Despite the occupation and its afterwards attachment to Algeria, which has inherited it as part of the borders limited by the Evian agreements in 1962, Tindouf has kept, until the end of the 60’s of the last century, its mission as a cooperation Maghrebian and Sub-Saharan point. An annual fair had been organized with the participation of the neighboring States and a line of trucks and four wheels engines of all kinds had replaced camel caravans, stretching on tens, or else hundreds of kilometers. Once the storm, caused by the conflict of the year 1963, has been brought down, Algeria and Morocco have become apparently conscious that there is no solution other than cooperation. Unity and reconciliation factors are more numerous than those dividing them.

Once again, Tindouf had to play its role as a convergence point, and thus, it is  the first embryo of the Algerian-Moroccan integration. The agreements signed between the two countries in Ifrane on January 15th, 1969, concerning the frontal delimitation and the common exploitation of the iron deposits of Gara Djebilet South of Tindouf, have sealed the good neighborhood and the cooperation. It is in 1975 and within an atmosphere of regional and international crisis that the late Boumediene thought that the United States, approved by many western countries, want to break down, or at least to neutralize, the progressive regimes. The Sahara issue would aim in this regard at strengthening Morocco to the detriment of Algeria. In few weeks, Tindouf’s face has been transformed, militarized and edified in back basis in order to destabilize Morocco, and in concentration camps created by an exodus caused by the Polisario, Algeria and some elements of the Spanish army. Thousands of poor Moroccan Sahrawi, victims of a cruel deportation and transplantation, uprooted and cut of their origins, are still sequestered and inhumanly treated in the camps of shame in Tindouf .

But why Tindouf ?
If we believe Paul Balta, world correspondent in Algiers in the 70’s, Boumediene did not exclude, at the time, that his plan aimed at creating, via the interposed Polisario, a balance pole in order to oppose Morocco in the South. This pole falls within the Moorish traditional circle of influence, stretching from Wadi Drâa to the Senegal River, where Tindouf will be included as a dominant basis, and why not as a capital. This Balta’s statement reflects a plausible answer to the question aroused about the reasons behind Algeria’s eagerness to create its (SADR) in Tindouf from the beginning of the Saharan conflict in 1976, a unique act in the international law annals. However, the short sights are not always gainful. Yesterday, historically a land where we find a multitude of races and ethnical affinities between the Tadjakants, the Ouled Bousbâa, the Ait Moussa, the Rguibats, the Ouled Dlim and others, today Tindouf’s history is stained with the horrible crimes committed on its territory and the city saints cry in their tombs this sad fate.

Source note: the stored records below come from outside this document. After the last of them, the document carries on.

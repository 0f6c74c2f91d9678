//! # Red Packet Contracts
//!
//! The split-payment distributor and the runtime that hosts it:
//!
//! - **Red Packet**: a sender deposits pre-approved ledger units and splits
//!   them into equal shares; each distinct claimant withdraws one share,
//!   once.
//! - **Call**: the signed envelope every external entry point arrives in.
//! - **Runtime**: authenticates calls, runs them one at a time, and
//!   commits a call's effects only if the whole call succeeds.
//!
//! ## Design Principles
//!
//! 1. Balance updates use checked arithmetic. Derived packet figures
//!    saturate, and restored snapshots are validated before use.
//! 2. The caller is an explicit, authenticated parameter of every entry
//!    point.
//! 3. Preconditions are checked before anything is written, so a failed
//!    call leaves the world state as it found it.
//! 4. Every public state type is serializable (serde) so the whole world
//!    can be snapshotted and restored.

pub mod call;
pub mod red_packet;
pub mod runtime;

pub use call::{Call, CallError, SignedCall};
pub use red_packet::{Distributor, DistributorError, DistributorEvent, Packet, PacketId};
pub use runtime::{Event, Outcome, Receipt, Runtime, RuntimeConfig, RuntimeError};
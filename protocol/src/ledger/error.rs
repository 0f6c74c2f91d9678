use thiserror::Error;

use crate::identity::Address;

/// Errors that can occur during ledger operations.
#[derive(Debug, Clone, Error, PartialEq, Eq)]
pub enum LedgerError {
    /// The debited account holds less than the requested amount.
    #[error("insufficient balance: {account} has {available}, requested {requested}")]
    InsufficientBalance {
        account: Address,
        available: u64,
        requested: u64,
    },

    /// The spender's allowance from the owner is smaller than the amount.
    #[error("insufficient allowance: {spender} may move {allowed} from {owner}, requested {requested}")]
    InsufficientAllowance {
        owner: Address,
        spender: Address,
        allowed: u64,
        requested: u64,
    },

    /// A malformed argument, e.g. a zero-amount direct transfer.
    #[error("invalid argument: {0}")]
    InvalidArgument(String),

    /// The caller is not allowed to perform this operation.
    #[error("unauthorized: {0} may not perform this operation")]
    Unauthorized(Address),

    /// `init` was called on a ledger that already minted its supply.
    #[error("ledger already initialized")]
    AlreadyInitialized,

    /// A `transfer_multi` batch longer than the configured maximum.
    #[error("batch too large: {len} transfers, maximum {max}")]
    BatchTooLarge { len: usize, max: usize },

    /// A credit would push a balance past `u64::MAX`.
    #[error("balance overflow crediting {account}")]
    Overflow { account: Address },
}
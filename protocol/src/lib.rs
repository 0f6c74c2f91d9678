// Copyright (c) 2026 ALAS Technology. MIT License.
// See LICENSE for details.

//! # Red Packet Protocol: Core Library
//!
//! The pieces every red packet deployment stands on: who is calling, how
//! they prove it, and the fungible ledger that actually holds the money.
//! The distributor contract itself lives in `redpacket-contracts` and only
//! ever talks to the ledger through the [`ledger::FungibleLedger`]
//! capability trait.
//!
//! ## Architecture
//!
//! - **config**: Protocol constants and the serde configuration structs.
//! - **crypto**: Ed25519 keys, signatures and BLAKE3 hashing.
//! - **identity**: 20-byte addresses and authenticated [`identity::Caller`]s.
//! - **ledger**: The capability trait plus an OEP-4 style token ledger.
//! - **logging**: `tracing` subscriber setup.
//!
//! ## Design Philosophy
//!
//! 1. Every mutating entry point takes the caller's identity explicitly.
//!    There is no ambient "current sender".
//! 2. Validate everything, then mutate. A failed call leaves no trace.
//! 3. Money is `u64` in the smallest unit and all arithmetic is checked.

pub mod config;
pub mod crypto;
pub mod identity;
pub mod ledger;
pub mod logging;

pub use identity::{Address, Caller};
pub use ledger::{FungibleLedger, LedgerError, LedgerEvent, TokenLedger};
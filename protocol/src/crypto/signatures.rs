//! # Digital Signatures
//!
//! Free-function wrappers around [`Keypair::sign`] and [`PublicKey::verify`],
//! plus a `Result`-returning variant for call sites that want to propagate
//! the failure with `?`.

use thiserror::Error;

use super::keys::{Keypair, PublicKey, Signature};

/// Signature verification failure.
#[derive(Debug, Error)]
pub enum SignatureError {
    #[error("signature verification failed")]
    VerificationFailed,
}

/// Sign `message` with `keypair`.
pub fn sign(keypair: &Keypair, message: &[u8]) -> Signature {
    keypair.sign(message)
}

/// Verify `signature` over `message` against `public_key`.
pub fn verify(public_key: &PublicKey, message: &[u8], signature: &Signature) -> bool {
    public_key.verify(message, signature)
}

/// Like [`verify`], but as a `Result`.
pub fn verify_strict(
    public_key: &PublicKey,
    message: &[u8],
    signature: &Signature,
) -> Result<(), SignatureError> {
    if verify(public_key, message, signature) {
        Ok(())
    } else {
        Err(SignatureError::VerificationFailed)
    }
}
//! Events emitted by a ledger on every successful state change. The
//! runtime drains them into call receipts; nothing is emitted for a call
//! that fails.

use serde::{Deserialize, Serialize};

use crate::identity::Address;

#[derive(Clone, Debug, PartialEq, Eq, Serialize, Deserialize)]
#[serde(tag = "event", rename_all = "snake_case")]
pub enum LedgerEvent {
    /// Units moved between accounts. The initial mint is reported as a
    /// transfer from [`Address::ZERO`].
    Transfer {
        from: Address,
        to: Address,
        amount: u64,
    },
    /// `owner` set `spender`'s allowance to `amount`.
    Approval {
        owner: Address,
        spender: Address,
        amount: u64,
    },
}
//! # Identity Module
//!
//! Who is on the other end of a call.
//!
//! 1. **Address**: a 20-byte account identifier. External accounts derive
//!    it from their Ed25519 public key; contracts derive it from the label
//!    they were deployed under.
//! 2. **Caller**: an address whose control has been *proven* for the
//!    current call, either by a signature check or because the runtime is
//!    invoking a contract on its own behalf. Every mutating ledger and
//!    distributor operation takes a `&Caller`, never a bare `Address`.

pub mod address;
pub mod caller;

pub use address::{Address, AddressError};
pub use caller::{AuthError, Caller, CallerKind};
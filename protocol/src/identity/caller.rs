//! # Authenticated Callers
//!
//! On a chain, "the sender" is implicit: the host checked the transaction
//! signature before the contract ran. Here that check is made explicit.
//! A [`Caller`] can only be obtained by
//!
//! - verifying a signature ([`Caller::authenticate`]),
//! - holding the signing key in-process ([`Caller::from_keypair`]), or
//! - being a contract the runtime invokes on its own behalf
//!   ([`Caller::contract`]).
//!
//! Ledger and distributor operations take `&Caller` and act only on the
//! caller's own address, which is how `CheckWitness`-style authorization is
//! expressed in this codebase.

use serde::{Deserialize, Serialize};
use std::fmt;
use thiserror::Error;

use super::address::Address;
use crate::crypto::keys::{Keypair, PublicKey, Signature};

/// Authentication failures.
#[derive(Debug, Error, PartialEq, Eq)]
pub enum AuthError {
    #[error("signature does not verify against the claimed signer")]
    InvalidSignature,
}

/// How a caller's identity was established.
#[derive(Clone, Copy, Debug, PartialEq, Eq, Serialize, Deserialize)]
pub enum CallerKind {
    /// An external account that proved control of its key.
    Account(PublicKey),
    /// A contract acting for its own address.
    Contract,
}

/// An address whose control has been proven for the current call.
///
/// Not `Deserialize`: a caller read back from bytes would be an unproven one.
#[derive(Clone, Copy, PartialEq, Eq)]
pub struct Caller {
    address: Address,
    kind: CallerKind,
}

impl Caller {
    /// Verify `signature` over `message` and return the signer as a caller.
    pub fn authenticate(
        signer: &PublicKey,
        message: &[u8],
        signature: &Signature,
    ) -> Result<Self, AuthError> {
        if !signer.verify(message, signature) {
            return Err(AuthError::InvalidSignature);
        }
        Ok(Self {
            address: Address::from_public_key(signer),
            kind: CallerKind::Account(*signer),
        })
    }

    /// Holding the secret key is proof enough for in-process callers.
    pub fn from_keypair(keypair: &Keypair) -> Self {
        let public_key = keypair.public_key();
        Self {
            address: Address::from_public_key(&public_key),
            kind: CallerKind::Account(public_key),
        }
    }

    /// The identity a contract uses when it calls another contract.
    ///
    /// Only the runtime hosting the contract should construct these.
    pub fn contract(address: Address) -> Self {
        Self {
            address,
            kind: CallerKind::Contract,
        }
    }

    pub fn address(&self) -> Address {
        self.address
    }

    pub fn kind(&self) -> CallerKind {
        self.kind
    }

    pub fn is_contract(&self) -> bool {
        matches!(self.kind, CallerKind::Contract)
    }
}

impl fmt::Debug for Caller {
    fn fmt(&self, f: &mut fmt::Formatter<'_>) -> fmt::Result {
        match self.kind {
            CallerKind::Account(_) => write!(f, "Caller(account {})", self.address),
            CallerKind::Contract => write!(f, "Caller(contract {})", self.address),
        }
    }
}

impl fmt::Display for Caller {
    fn fmt(&self, f: &mut fmt::Formatter<'_>) -> fmt::Result {
        write!(f, "{}", self.address)
    }
}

According to the official number of the UN  Refugee Agency, 90 000 sequestered Moroccan Sahrawis are detained as hostages in order to be exchanged, their executioners as wrote by Mr. Karl Addiks, a German deputy, in his article published in the Internet, are like the ASTASI (Secret Police of the ex ADR). The sequestered of Tindouf are compelled to resort only to the controlled media, as it was the case, during the camps visit by the Geneva Committee on the human rights in 2006, of which the report publication by the Polisario, despite its confidential character, is another act against the law.
The recognition by the international community and the official reports of suffering would represent for hostages of Tindouf a kind of justice, while waiting for liberation.
Politics is an action for an ideal via facts and there is nothing more demanding than the truth. It is deceitful and evidently illusionary to try to hide it as the history will decide who failed in what and will hence affix its seal.